# 395XP won't start.



## Kevin (Nov 19, 2013)

Helga laid down on me. I changed her worn drive sprocket which, by all accounts should not affect her starting or running. Provided I did not install the clutch improperly off center onto the sprocket and create a bind, which I did not.

She's getting fuel I know, but I put a little in the jug to be sure and she didn't enough cough. Pulled the plug and wired to the cylinder and getting a white spark, maybe with a little blue I never can tell. Should be enough to start it you'd think. Took the flywheel off and the magnet is clean and shiny. Perfect business card clearance between the magnet and electronic module. But that had never been moved or adjusted since it had been running anyway. The crank shaft turns normally with no grinding points or anything, and the piston top looks good to me.

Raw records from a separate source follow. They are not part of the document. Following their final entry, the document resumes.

// libs/appointment-cell/src/store.rs
use std::collections::HashMap;

use chrono::{DateTime, Utc};
use tokio::sync::RwLock;
use tracing::debug;
use uuid::Uuid;

use crate::error::AppointmentError;
use crate::models::{Appointment, AppointmentStatus, AuditEvent, WaitlistEntry, WaitlistStatus};

/// In-process appointment, waitlist and audit tables.
///
/// Status changes go through `transition`, which re-checks the current status
/// under the write lock so two operations racing on one appointment cannot
/// both win.
#[derive(Default)]
pub struct AppointmentStore {
    appointments: RwLock<HashMap<Uuid, Appointment>>,
    waitlist: RwLock<HashMap<Uuid, WaitlistEntry>>,
    audit: RwLock<Vec<AuditEvent>>,
}

impl AppointmentStore {
    pub fn new() -> Self {
        Self::default()
    }

    // ==============================================================================
    // APPOINTMENTS
    // ==============================================================================

    pub async fn insert(&self, appointment: Appointment) {
        debug!("Storing appointment {}", appointment.id);
        self.appointments.write().await.insert(appointment.id, appointment);
    }

    /// Insert unless the professional already has an active appointment
    /// overlapping it. Check and insert share one write lock, so two
    /// concurrent manual bookings cannot both land on the same time.
    pub async fn insert_if_no_overlap(&self, appointment: Appointment, exclude: Option<Uuid>) -> Result<(), Vec<Uuid>> {
        let mut appointments = self.appointments.write().await;

        let conflicting: Vec<Uuid> = appointments
            .values()
            .filter(|a| is_overlapping(a, &appointment, exclude))
            .map(|a| a.id)
            .collect();
        if !conflicting.is_empty() {
            return Err(conflicting);
        }

        debug!("Storing appointment {}", appointment.id);
        appointments.insert(appointment.id, appointment);
        Ok(())
    }

    /// Drop an appointment that was never committed.
    pub async fn remove(&self, tenant_id: Uuid, appointment_id: Uuid) -> Option<Appointment> {
        let mut appointments = self.appointments.write().await;
        if appointments.get(&appointment_id)?.tenant_id != tenant_id {
            return None;
        }
        appointments.remove(&appointment_id)
    }

    pub async fn get(&self, tenant_id: Uuid, appointment_id: Uuid) -> Option<Appointment> {
        self.appointments
            .read()
            .await
            .get(&appointment_id)
            .filter(|a| a.tenant_id == tenant_id)
            .cloned()
    }

    /// Move an appointment from one of `allowed` to `to`, applying `f` in
    /// the same write. Fails if the stored status is not in `allowed`.
    pub async fn transition<F>(
        &self,
        tenant_id: Uuid,
        appointment_id: Uuid,
        allowed: &[AppointmentStatus],
        to: AppointmentStatus,
        f: F,
    ) -> Result<(AppointmentStatus, Appointment), AppointmentError>
    where
        F: FnOnce(&mut Appointment),
    {
        let mut appointments = self.appointments.write().await;
        let appointment = appointments
            .get_mut(&appointment_id)
            .filter(|a| a.tenant_id == tenant_id)
            .ok_or(AppointmentError::NotFound)?;

        let from = appointment.status;
        if !allowed.contains(&from) {
            return Err(AppointmentError::InvalidStatusTransition { from, to });
        }

        appointment.status = to;
        f(appointment);
        appointment.updated_at = Utc::now();

        Ok((from, appointment.clone()))
    }

    /// Apply `f` without touching the status.
    pub async fn update<F>(&self, tenant_id: Uuid, appointment_id: Uuid, f: F) -> Result<Appointment, AppointmentError>
    where
        F: FnOnce(&mut Appointment),
    {
        let mut appointments = self.appointments.write().await;
        let appointment = appointments
            .get_mut(&appointment_id)
            .filter(|a| a.tenant_id == tenant_id)
            .ok_or(AppointmentError::NotFound)?;

        f(appointment);
        appointment.updated_at = Utc::now();

        Ok(appointment.clone())
    }

    /// Active appointments of a professional overlapping `[start, end)`.
    pub async fn find_overlapping(
        &self,
        tenant_id: Uuid,
        professional_id: Uuid,
        start: DateTime<Utc>,
        end: DateTime<Utc>,
        exclude: Option<Uuid>,
    ) -> Vec<Appointment> {
        self.appointments
            .read()
            .await
            .values()
            .filter(|a| {
                a.tenant_id == tenant_id
                    && a.professional_id == professional_id
                    && a.status.is_active()
                    && Some(a.id) != exclude
                    && a.overlaps(start, end)
            })
            .cloned()
            .collect()
    }

    pub async fn latest_completed_for_service(
        &self,
        tenant_id: Uuid,
        client_id: Uuid,
        service_id: Uuid,
    ) -> Option<Appointment> {
        self.appointments
            .read()
            .await
            .values()
            .filter(|a| {
                a.tenant_id == tenant_id
                    && a.client_id == client_id
                    && a.service_id == Some(service_id)
                    && a.status == AppointmentStatus::Completed
            })
            .max_by_key(|a| a.start_time)
            .cloned()
    }

    // ==============================================================================
    // WAITLIST
    // ==============================================================================

    /// Insert or refresh the entry for (slot, client). An active entry takes
    /// the new priority; a withdrawn one rejoins at the back of its priority
    /// band. A promoted entry is returned unchanged.
    pub async fn upsert_waitlist_entry(
        &self,
        tenant_id: Uuid,
        slot_id: Uuid,
        client_id: Uuid,
        priority: i32,
    ) -> WaitlistEntry {
        let mut waitlist = self.waitlist.write().await;
        let now = Utc::now();

        if let Some(entry) = waitlist
            .values_mut()
            .find(|e| e.tenant_id == tenant_id && e.slot_id == slot_id && e.client_id == client_id)
        {
            match entry.status {
                // Promotion happens once per entry
                WaitlistStatus::Promoted => return entry.clone(),
                WaitlistStatus::Cancelled => {
                    entry.status = WaitlistStatus::Active;
                    entry.created_at = now;
                }
                WaitlistStatus::Active => {}
            }
            entry.priority = priority;
            entry.updated_at = now;
            return entry.clone();
        }

        let entry = WaitlistEntry {
            id: Uuid::new_v4(),
            tenant_id,
            slot_id,
            client_id,
            priority,
            status: WaitlistStatus::Active,
            promoted_appointment_id: None,
            created_at: now,
            updated_at: now,
        };
        waitlist.insert(entry.id, entry.clone());
        entry
    }

    /// Active entry with the lowest priority, earliest enrollment first on ties.
    pub async fn next_waitlist_candidate(&self, tenant_id: Uuid, slot_id: Uuid) -> Option<WaitlistEntry> {
        self.waitlist
            .read()
            .await
            .values()
            .filter(|e| e.tenant_id == tenant_id && e.slot_id == slot_id && e.status == WaitlistStatus::Active)
            .min_by_key(|e| (e.priority, e.created_at))
            .cloned()
    }

    pub async fn set_waitlist_status(
        &self,
        tenant_id: Uuid,
        entry_id: Uuid,
        status: WaitlistStatus,
        promoted_appointment_id: Option<Uuid>,
    ) -> Option<WaitlistEntry> {
        let mut waitlist = self.waitlist.write().await;
        let entry = waitlist.get_mut(&entry_id).filter(|e| e.tenant_id == tenant_id)?;

        entry.status = status;
        entry.promoted_appointment_id = promoted_appointment_id;
        entry.updated_at = Utc::now();

        Some(entry.clone())
    }

    pub async fn get_waitlist_entry(&self, tenant_id: Uuid, entry_id: Uuid) -> Option<WaitlistEntry> {
        self.waitlist
            .read()
            .await
            .get(&entry_id)
            .filter(|e| e.tenant_id == tenant_id)
            .cloned()
    }

    pub async fn waitlist_for_slot(&self, tenant_id: Uuid, slot_id: Uuid) -> Vec<WaitlistEntry> {
        let mut entries: Vec<WaitlistEntry> = self
            .waitlist
            .read()
            .await
            .values()
            .filter(|e| e.tenant_id == tenant_id && e.slot_id == slot_id)
            .cloned()
            .collect();
        entries.sort_by_key(|e| (e.priority, e.created_at));
        entries
    }

    // ==============================================================================
    // AUDIT
    // ==============================================================================

    pub async fn append_audit(&self, event: AuditEvent) {
        self.audit.write().await.push(event);
    }

    pub async fn audit_for_appointment(&self, tenant_id: Uuid, appointment_id: Uuid) -> Vec<AuditEvent> {
        self.audit
            .read()
            .await
            .iter()
            .filter(|e| e.tenant_id == tenant_id && e.appointment_id == appointment_id)
            .cloned()
            .collect()
    }
}

fn is_overlapping(existing: &Appointment, candidate: &Appointment, exclude: Option<Uuid>) -> bool {
    existing.tenant_id == candidate.tenant_id
        && existing.professional_id == candidate.professional_id
        && existing.status.is_active()
        && Some(existing.id) != exclude
        && existing.overlaps(candidate.start_time, candidate.end_time)
}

That's about the extent of my troubleshooting abilities on a small engine. Oh yeah, it's full of fuel mix.

Help.

Reactions: Like 1


----------



## Treecycle Hardwoods (Nov 19, 2013)

my 395xp isn't starting either maybe there is a bug going around or something


----------



## Kevin (Nov 19, 2013)

Sux don't it. I've never had to take one if for repairs except weedeaters etc. but I guess I'll have to swallow my pride if Greg can't fix it for me from across the country with his keyboard and brain.


----------



## Treecycle Hardwoods (Nov 19, 2013)

mine is missing some screws on the pull cord so I gotta hold it in while pulling the cord. I couldn't giver good and ended up flooding it. At least I hope that is what went wrong.....


----------



## Kevin (Nov 19, 2013)

Mine seems more ominous. I'm-a-scared.


----------



## Treecycle Hardwoods (Nov 19, 2013)

I will keep my fingers crossed for ya! good luck sir.


----------



## Kevin (Nov 19, 2013)

Me 4 U 2.


----------



## Knotholeexoticwood (Nov 19, 2013)

Ho


----------



## Kevin (Nov 19, 2013)

Knotholeexoticwood said:


> How did the seal look on the crankshaft. Did you get any dirt or wood pieces in there some time that happens. Or the seals wear and you play around them and they leak. A lot of times it's just enough to cause a little vaccum leak. It will still draw fuel but will get too much air though a pin hole.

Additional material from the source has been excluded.